The sixteenth and seventeenth centuries witnessed a dramatic growth of interest in the natural world, sparked off not least by the European discovery of the Americas. For the first time since antiquity there was an enthusiastic commitment to what it was possible to know empirically about the world around us. The search to understand the sources of knowledge intensified, made easier by new instruments such as the telescope and microscope, which allowed more accurate observations. Mathematics was to play an important role in contributing models for the universe that was now seen as acting under uniform laws, as would be brilliantly defined by Isaac Newton. The elements of Aristotle, earth, fire, air and water, were replaced by an understanding that material might be made up of small particles of different chemical ''elements''. Scientists--or ''natural philosophers'' as they were then known--were eager to find ways of proving their theories and thereby to provide the foundations for the development of new ones. Experimentation thus became the rage. Of course, it is only in hindsight that one can see which experiments bore fruit in the sense of providing accurate representations of reality and which led nowhere.
This would make the development of scientific knowledge a cumulative process, a crucial development in the history of European thought and one that has proved enduring. What unites the figures to be discussed in this chapter is a deeprooted desire to understand the nature of the universe. The roots of this desire are hard to define, since they varied from individual to individual, but all of these astronomers, physicists and mathematicians of the era of the Scientific Revolution were united by their commitment to observing and calculating. As we shall see, some were committed Christians and some were not. Religion in its varied forms does not appear to have been a powerful force in encouraging or hampering the progress of science (see the end of Chapter 30 for further discussion of this issue). Telling the story of the transformation of natural philosophy into what might be seen as science involves many complex issues, not least because so many natural events appeared inexplicable unless it was assumed that they were controlled by forces beyond human observation. Were there sources of ancient wisdom--the works of Hermes Trismegistus championed by Marsilio Ficino, for instance--that might hold the secrets of knowledge? An influential work on magnetism by the Englishman William Gilbert (1544-1603), De Magnete (1600), raised the question of how one object, the lodestone, could influence another without any physical connection. Gilbert compared the action of the lodestone with the effect that certain substances, if ingested, can have on the human body--such as the laxative influence of rhubarb--and with the relationship between the phases of the moon and the tides.

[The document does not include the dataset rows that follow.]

//! Google Docs v1 integration
//!
//! This module provides:
//! - Docs client for creating, reading and editing documents
//! - Plain-text projection of the structured document body

mod client;
mod text;

pub use client::DocsClient;
pub use text::{TextMatch, extract_text, find_matches};

/// Docs API response types
pub mod api {
    use serde::Deserialize;
    use serde_json::Value;

    /// A document as returned by `documents.get` / `documents.create`
    #[derive(Debug, Clone, Default, Deserialize)]
    #[serde(rename_all = "camelCase")]
    pub struct Document {
        pub document_id: String,
        pub title: Option<String>,
        pub revision_id: Option<String>,
        pub body: Option<Body>,
    }

    /// Document body: a sequence of structural elements
    #[derive(Debug, Clone, Default, Deserialize)]
    pub struct Body {
        #[serde(default)]
        pub content: Vec<StructuralElement>,
    }

    /// One top-level element; exactly one of the content fields is set
    #[derive(Debug, Clone, Default, Deserialize)]
    #[serde(rename_all = "camelCase")]
    pub struct StructuralElement {
        pub start_index: Option<i64>,
        pub end_index: Option<i64>,
        pub paragraph: Option<Paragraph>,
        pub table: Option<Value>,
        pub section_break: Option<Value>,
        pub table_of_contents: Option<Value>,
    }

    #[derive(Debug, Clone, Default, Deserialize)]
    pub struct Paragraph {
        #[serde(default)]
        pub elements: Vec<ParagraphElement>,
    }

    /// Inline element of a paragraph (text run, inline image, ...)
    #[derive(Debug, Clone, Default, Deserialize)]
    #[serde(rename_all = "camelCase")]
    pub struct ParagraphElement {
        pub start_index: Option<i64>,
        pub end_index: Option<i64>,
        pub text_run: Option<TextRun>,
    }

    #[derive(Debug, Clone, Default, Deserialize)]
    pub struct TextRun {
        #[serde(default)]
        pub content: String,
    }

    /// Reply from `documents.batchUpdate`
    #[derive(Debug, Clone, Default, Deserialize)]
    #[serde(rename_all = "camelCase")]
    pub struct BatchUpdateResponse {
        pub document_id: Option<String>,
        #[serde(default)]
        pub replies: Vec<Value>,
    }

    impl BatchUpdateResponse {
        /// Occurrences changed by a replaceAllText request in the first reply
        pub fn occurrences_changed(&self) -> u64 {
            self.replies
                .first()
                .and_then(|reply| reply.pointer("/replaceAllText/occurrencesChanged"))
                .and_then(Value::as_u64)
                .unwrap_or(0)
        }
    }

    /// Character formatting applied by `format_text`; unset fields are untouched
    #[derive(Debug, Clone, Default, PartialEq)]
    pub struct TextStyle {
        pub bold: Option<bool>,
        pub italic: Option<bool>,
        pub underline: Option<bool>,
        /// Font size in points
        pub font_size: Option<f64>,
    }
}
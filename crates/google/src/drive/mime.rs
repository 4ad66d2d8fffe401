//! Content type detection from file name extensions

use std::path::Path;

const FALLBACK_MIME_TYPE: &str = "application/octet-stream";

/// Guess a MIME type from a file name's extension
pub fn guess_mime_type(name: &str) -> Option<&'static str> {
    let extension = Path::new(name).extension()?.to_str()?.to_ascii_lowercase();
    let mime = match extension.as_str() {
        "txt" | "text" | "log" => "text/plain",
        "md" | "markdown" => "text/markdown",
        "html" | "htm" => "text/html",
        "css" => "text/css",
        "csv" => "text/csv",
        "tsv" => "text/tab-separated-values",
        "js" | "mjs" => "text/javascript",
        "ics" => "text/calendar",
        "json" => "application/json",
        "xml" => "application/xml",
        "pdf" => "application/pdf",
        "rtf" => "application/rtf",
        "zip" => "application/zip",
        "gz" => "application/gzip",
        "tar" => "application/x-tar",
        "doc" => "application/msword",
        "docx" => "application/vnd.openxmlformats-officedocument.wordprocessingml.document",
        "xls" => "application/vnd.ms-excel",
        "xlsx" => "application/vnd.openxmlformats-officedocument.spreadsheetml.sheet",
        "ppt" => "application/vnd.ms-powerpoint",
        "pptx" => "application/vnd.openxmlformats-officedocument.presentationml.presentation",
        "odt" => "application/vnd.oasis.opendocument.text",
        "ods" => "application/vnd.oasis.opendocument.spreadsheet",
        "png" => "image/png",
        "jpg" | "jpeg" => "image/jpeg",
        "gif" => "image/gif",
        "webp" => "image/webp",
        "svg" => "image/svg+xml",
        "bmp" => "image/bmp",
        "ico" => "image/vnd.microsoft.icon",
        "mp3" => "audio/mpeg",
        "wav" => "audio/x-wav",
        "ogg" => "audio/ogg",
        "mp4" => "video/mp4",
        "mov" => "video/quicktime",
        "webm" => "video/webm",
        _ => return None,
    };
    Some(mime)
}

/// Explicit MIME type if given, else a guess from the name, else octet-stream
pub fn mime_type_for(name: &str, explicit: Option<&str>) -> String {
    explicit
        .or_else(|| guess_mime_type(name))
        .unwrap_or(FALLBACK_MIME_TYPE)
        .to_string()
}

#[cfg(test)]
mod tests {
    use super::*;

    #[test]
    fn test_guess_common_types() {
        assert_eq!(guess_mime_type("f.txt"), Some("text/plain"));
        assert_eq!(guess_mime_type("Report.PDF"), Some("application/pdf"));
        assert_eq!(guess_mime_type("photo.jpeg"), Some("image/jpeg"));
        assert_eq!(guess_mime_type("/tmp/archive.tar.gz"), Some("application/gzip"));
    }

    #[test]
    fn test_guess_unknown() {
        assert_eq!(guess_mime_type("Makefile"), None);
        assert_eq!(guess_mime_type("data.unknownext"), None);
    }

    #[test]
    fn test_mime_type_for_prefers_explicit() {
        assert_eq!(mime_type_for("f.txt", Some("text/csv")), "text/csv");
        assert_eq!(mime_type_for("f.txt", None), "text/plain");
        assert_eq!(mime_type_for("blob", None), "application/octet-stream");
    }
}
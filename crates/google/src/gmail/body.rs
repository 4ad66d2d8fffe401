//! Plain-text body extraction
//!
//! Walks the MIME part tree with an explicit stack so a hostile message
//! cannot overflow the call stack.

use base64::prelude::*;
use log::warn;

use super::api::MessagePart;

/// Parts nested deeper than this are ignored
const MAX_PART_DEPTH: usize = 32;

/// Text of every text/plain part in document order, joined with `\n`
///
/// A payload without parts is decoded directly, whatever its type.
/// Returns an empty string when there is no decodable text.
pub fn extract_plain_text_body(payload: &MessagePart) -> String {
    if payload.parts.is_empty() {
        return payload
            .data()
            .and_then(decode_base64_body)
            .unwrap_or_default();
    }

    let mut texts = Vec::new();
    // Children are pushed in reverse so they pop in order
    let mut stack: Vec<(&MessagePart, usize)> =
        payload.parts.iter().rev().map(|part| (part, 1)).collect();

    while let Some((part, depth)) = stack.pop() {
        if part.is_mime_type("text/plain") {
            if let Some(data) = part.data() {
                match decode_base64_body(data) {
                    Some(text) => texts.push(text),
                    None => warn!(
                        "Skipping undecodable text/plain part {}",
                        part.part_id.as_deref().unwrap_or("?")
                    ),
                }
            }
        } else if !part.parts.is_empty() {
            if depth >= MAX_PART_DEPTH {
                warn!("MIME tree deeper than {} levels; truncating", MAX_PART_DEPTH);
                continue;
            }
            stack.extend(part.parts.iter().rev().map(|child| (child, depth + 1)));
        }
    }

    texts.join("\n")
}

/// Decode base64-encoded body data to UTF-8
///
/// Gmail uses URL-safe base64 but padding can vary, so several decoders are tried.
pub fn decode_base64_body(data: &str) -> Option<String> {
    use base64::engine::general_purpose::{STANDARD, STANDARD_NO_PAD, URL_SAFE};

    let decoders: [&base64::engine::GeneralPurpose; 4] =
        [&BASE64_URL_SAFE_NO_PAD, &URL_SAFE, &STANDARD, &STANDARD_NO_PAD];

    decoders
        .iter()
        .find_map(|decoder| decoder.decode(data).ok())
        .and_then(|bytes| String::from_utf8(bytes).ok())
}
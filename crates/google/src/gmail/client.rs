//! Gmail API client
//!
//! Every call targets the authenticated user (`users/me`). Listing returns
//! the first page only.

use log::{debug, info};
use serde_json::json;
use std::sync::Arc;

use super::api::{
    GmailLabel, GmailMessage, ListLabelsResponse, ListMessagesResponse, MessageFormat, MessageRef,
    NewLabel,
};
use super::body::extract_plain_text_body;
use super::compose::OutgoingMessage;
use super::query::MessageSearch;
use crate::auth::AuthManager;
use crate::error::Result;
use crate::session::{ApiSurface, BodyMethod, Session, SessionSlot};

const DEFAULT_MAX_RESULTS: u32 = 100;
const MAX_RESULTS_LIMIT: u32 = 500;
const UNREAD_LABEL: &str = "UNREAD";

/// Gmail client for the authenticated mailbox
pub struct GmailClient {
    auth: Arc<AuthManager>,
    session: SessionSlot,
}

impl GmailClient {
    pub fn new(auth: Arc<AuthManager>) -> Self {
        Self {
            auth,
            session: SessionSlot::new(ApiSurface::Gmail),
        }
    }

    /// Whether the Gmail session has been established
    pub fn is_ready(&self) -> bool {
        self.session.is_authenticated()
    }

    fn session(&self) -> Result<Session> {
        self.session.session(&self.auth)
    }

    /// List message references matching a Gmail query
    ///
    /// # Arguments
    /// * `query` - Gmail search expression; empty means no filter
    /// * `max_results` - Maximum number of messages (1-500)
    /// * `label_ids` - Only messages carrying all of these labels
    pub fn list_messages(
        &self,
        query: &str,
        max_results: u32,
        label_ids: &[&str],
    ) -> Result<Vec<MessageRef>> {
        let session = self.session()?;

        let mut params = vec![("maxResults", max_results.clamp(1, MAX_RESULTS_LIMIT).to_string())];
        if !query.is_empty() {
            params.push(("q", query.to_string()));
        }
        params.extend(label_ids.iter().map(|label| ("labelIds", label.to_string())));

        let list: ListMessagesResponse =
            session.get_json("users/me/messages", &params, "Error listing messages")?;
        let messages = list.messages.unwrap_or_default();
        debug!("Listed {} messages", messages.len());
        Ok(messages)
    }

    /// Get a single message in the requested representation
    pub fn get_message(&self, message_id: &str, format: MessageFormat) -> Result<GmailMessage> {
        let session = self.session()?;
        session.get_json(
            &message_path(message_id),
            &[("format", format.as_str().to_string())],
            "Error getting message",
        )
    }

    /// Plain-text body of a message (text/plain parts joined with newlines)
    pub fn get_message_body(&self, message_id: &str) -> Result<String> {
        let message = self.get_message(message_id, MessageFormat::Full)?;
        Ok(message
            .payload
            .as_ref()
            .map(extract_plain_text_body)
            .unwrap_or_default())
    }

    /// Search messages by sender, recipient, subject, date range and state
    pub fn search_messages(&self, search: &MessageSearch) -> Result<Vec<MessageRef>> {
        self.list_messages(&search.to_query(), DEFAULT_MAX_RESULTS, &[])
    }

    /// Send a message from the authenticated account
    pub fn send_message(&self, message: &OutgoingMessage) -> Result<GmailMessage> {
        let session = self.session()?;
        let sent: GmailMessage = session.send_json(
            BodyMethod::Post,
            "users/me/messages/send",
            &[],
            &json!({ "raw": message.to_raw() }),
            "Error sending message",
        )?;

        if message.attachments.is_empty() {
            info!("Message sent to {}", message.to);
        } else {
            info!(
                "Message with {} attachment(s) sent to {}",
                message.attachments.len(),
                message.to
            );
        }
        Ok(sent)
    }

    /// Remove the UNREAD label
    pub fn mark_as_read(&self, message_id: &str) -> Result<GmailMessage> {
        let message = self.modify_labels(
            message_id,
            json!({ "removeLabelIds": [UNREAD_LABEL] }),
            "Error marking message as read",
        )?;
        info!("Message {} marked as read", message_id);
        Ok(message)
    }

    /// Add the UNREAD label
    pub fn mark_as_unread(&self, message_id: &str) -> Result<GmailMessage> {
        let message = self.modify_labels(
            message_id,
            json!({ "addLabelIds": [UNREAD_LABEL] }),
            "Error marking message as unread",
        )?;
        info!("Message {} marked as unread", message_id);
        Ok(message)
    }

    /// Move a message to the trash
    pub fn trash_message(&self, message_id: &str) -> Result<GmailMessage> {
        let session = self.session()?;
        let message: GmailMessage = session.post_empty(
            &format!("{}/trash", message_path(message_id)),
            &[],
            "Error trashing message",
        )?;
        info!("Message {} moved to trash", message_id);
        Ok(message)
    }

    /// All labels in the mailbox, system labels included
    pub fn list_labels(&self) -> Result<Vec<GmailLabel>> {
        let session = self.session()?;
        let list: ListLabelsResponse =
            session.get_json("users/me/labels", &[], "Error getting labels")?;
        Ok(list.labels)
    }

    pub fn create_label(&self, label: &NewLabel) -> Result<GmailLabel> {
        let session = self.session()?;
        let created: GmailLabel = session.send_json(
            BodyMethod::Post,
            "users/me/labels",
            &[],
            label,
            "Error creating label",
        )?;
        info!("Label created: {} (ID: {})", created.name, created.id);
        Ok(created)
    }

    fn modify_labels(
        &self,
        message_id: &str,
        body: serde_json::Value,
        context: &str,
    ) -> Result<GmailMessage> {
        let session = self.session()?;
        session.send_json(
            BodyMethod::Post,
            &format!("{}/modify", message_path(message_id)),
            &[],
            &body,
            context,
        )
    }
}

fn message_path(message_id: &str) -> String {
    format!("users/me/messages/{}", urlencoding::encode(message_id))
}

Was God acting in some way through objects or were there invisible forces underlying the natural world which were present in certain substances? Gilbert made his own suggestion: ''We consider that the whole universe is animated, and that all the globes, all the stars, and also the noble earth, have been governed, since the beginning by their own appointed souls and have motives of self-preservation. In contrast to Gilbert''s ''animated'' universe, Descartes put forward the notion of the universe as a machine, in which every particle was in contact with each other (see p. 668). Others, such as the astronomer Johannes Kepler (see below, p. 660), attempted to classify natural phenomena in relation to their creation by God. The alchemists remained influential--if esoteric--investigators of the physical world and were valued for their skills in working with metals, in particular. Meanwhile, the findings of those who used empirical methods often contradicted classical sources, raising concerns about the authority of each. Studies of the classification systems of the private libraries that were now a feature of cultural life for the elite reveal that it was only slowly that the study of nature and the universe sorted itself out into recognizable disciplines.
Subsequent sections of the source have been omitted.